In the records that follow, the lines from the one containing "pub const DEFAULT_FRESHNESS_WINDOW_SECS: u64" to the one containing "from stale requests.", inclusive, are to be given again exactly.

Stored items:
☆ ☆ ☆

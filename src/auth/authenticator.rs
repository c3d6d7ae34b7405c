use std::fmt;
use std::sync::Arc;

use axum::http::StatusCode;
use secrecy::{ExposeSecret, SecretString};
use serde_json::Value;
use thiserror::Error;

use super::clock::{Clock, SystemClock};
use super::signature::{constant_time_eq, sign};

/// Maximum accepted |now - X-Ts| in seconds, inclusive
pub const DEFAULT_FRESHNESS_WINDOW_SECS: u64 = 120;

/// Why a signed request was refused. Every kind is terminal for the request.
///
/// An unparsable timestamp is reported as `TimestampExpired` on purpose so
/// callers cannot tell format errors from stale requests.
#[derive(Debug, Clone, Copy, PartialEq, Eq, Error)]
pub enum AuthError {
    #[error("Missing authentication headers")]
    MissingAuth,

    #[error("Request timestamp expired")]
    TimestampExpired,

    #[error("Invalid request signature")]
    InvalidSignature,

    #[error("Invalid JSON body")]
    InvalidJson,
}

impl AuthError {
    pub fn code(&self) -> &'static str {
        match self {
            AuthError::MissingAuth => "MISSING_AUTH",
            AuthError::TimestampExpired => "TIMESTAMP_EXPIRED",
            AuthError::InvalidSignature => "INVALID_SIGNATURE",
            AuthError::InvalidJson => "INVALID_JSON",
        }
    }

    /// Client-facing text for the error envelope
    pub fn message(&self) -> &'static str {
        match self {
            AuthError::MissingAuth => "Missing authentication headers",
            AuthError::TimestampExpired => "Request timestamp expired",
            AuthError::InvalidSignature => "Invalid request signature",
            AuthError::InvalidJson => "Invalid JSON body",
        }
    }

    pub fn status(&self) -> StatusCode {
        match self {
            AuthError::InvalidJson => StatusCode::BAD_REQUEST,
            _ => StatusCode::UNAUTHORIZED,
        }
    }
}

/// Inbound request as seen by the authenticator. Lives for one request.
#[derive(Debug, Clone, Copy)]
pub struct SignedRequest<'a> {
    /// Raw `X-Ts` header value
    pub timestamp: Option<&'a str>,
    /// Raw `X-Sign` header value
    pub signature: Option<&'a str>,
    /// Body bytes exactly as received, before any parsing
    pub raw_body: &'a [u8],
}

/// Outcome of one authentication attempt
#[derive(Debug, Clone, PartialEq)]
pub enum AuthDecision {
    Authenticated(Value),
    Rejected(AuthError),
}

impl AuthDecision {
    pub fn is_authenticated(&self) -> bool {
        matches!(self, AuthDecision::Authenticated(_))
    }
}

/// Construction parameters, injected once at startup
pub struct AuthConfig {
    pub shared_secret: SecretString,
    pub clock: Arc<dyn Clock>,
    pub freshness_window_secs: u64,
}

impl AuthConfig {
    pub fn new(shared_secret: SecretString) -> Self {
        Self {
            shared_secret,
            clock: Arc::new(SystemClock),
            freshness_window_secs: DEFAULT_FRESHNESS_WINDOW_SECS,
        }
    }

    pub fn with_clock(mut self, clock: Arc<dyn Clock>) -> Self {
        self.clock = clock;
        self
    }

    pub fn with_freshness_window(mut self, secs: u64) -> Self {
        self.freshness_window_secs = secs;
        self
    }
}

/// Stateless gate in front of every `/sql/*` handler.
///
/// Checks run in a fixed order and stop at the first failure:
/// headers present, timestamp fresh, signature valid, body is JSON.
pub struct RequestAuthenticator {
    shared_secret: SecretString,
    clock: Arc<dyn Clock>,
    freshness_window_secs: u64,
}

impl RequestAuthenticator {
    pub fn new(config: AuthConfig) -> Self {
        Self {
            shared_secret: config.shared_secret,
            clock: config.clock,
            freshness_window_secs: config.freshness_window_secs,
        }
    }

    pub fn freshness_window_secs(&self) -> u64 {
        self.freshness_window_secs
    }

    pub fn authenticate(&self, request: &SignedRequest<'_>) -> AuthDecision {
        match self.verify(request) {
            Ok(body) => AuthDecision::Authenticated(body),
            Err(err) => AuthDecision::Rejected(err),
        }
    }

    fn verify(&self, request: &SignedRequest<'_>) -> Result<Value, AuthError> {
        let timestamp = non_empty(request.timestamp).ok_or(AuthError::MissingAuth)?;
        let signature = non_empty(request.signature).ok_or(AuthError::MissingAuth)?;

        self.check_freshness(timestamp)?;

        let expected = sign(
            self.shared_secret.expose_secret().as_bytes(),
            timestamp,
            request.raw_body,
        );
        if !constant_time_eq(expected.as_bytes(), signature.as_bytes()) {
            return Err(AuthError::InvalidSignature);
        }

        serde_json::from_slice(request.raw_body).map_err(|_| AuthError::InvalidJson)
    }

    fn check_freshness(&self, timestamp: &str) -> Result<(), AuthError> {
        let claimed: i64 = timestamp.parse().map_err(|_| AuthError::TimestampExpired)?;
        let skew = self.clock.now_unix().abs_diff(claimed);
        if skew > self.freshness_window_secs {
            return Err(AuthError::TimestampExpired);
        }
        Ok(())
    }
}

impl fmt::Debug for RequestAuthenticator {
    fn fmt(&self, f: &mut fmt::Formatter<'_>) -> fmt::Result {
        f.debug_struct("RequestAuthenticator")
            .field("shared_secret", &"[REDACTED]")
            .field("freshness_window_secs", &self.freshness_window_secs)
            .finish()
    }
}

fn non_empty(value: Option<&str>) -> Option<&str> {
    value.filter(|v| !v.is_empty())
}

☆ ☆ ☆

Solved problem:
pub const DEFAULT_FRESHNESS_WINDOW_SECS: u64 = 120;

/// Why a signed request was refused. Every kind is terminal for the request.
///
/// An unparsable timestamp is reported as `TimestampExpired` on purpose so
/// callers cannot tell format errors from stale requests.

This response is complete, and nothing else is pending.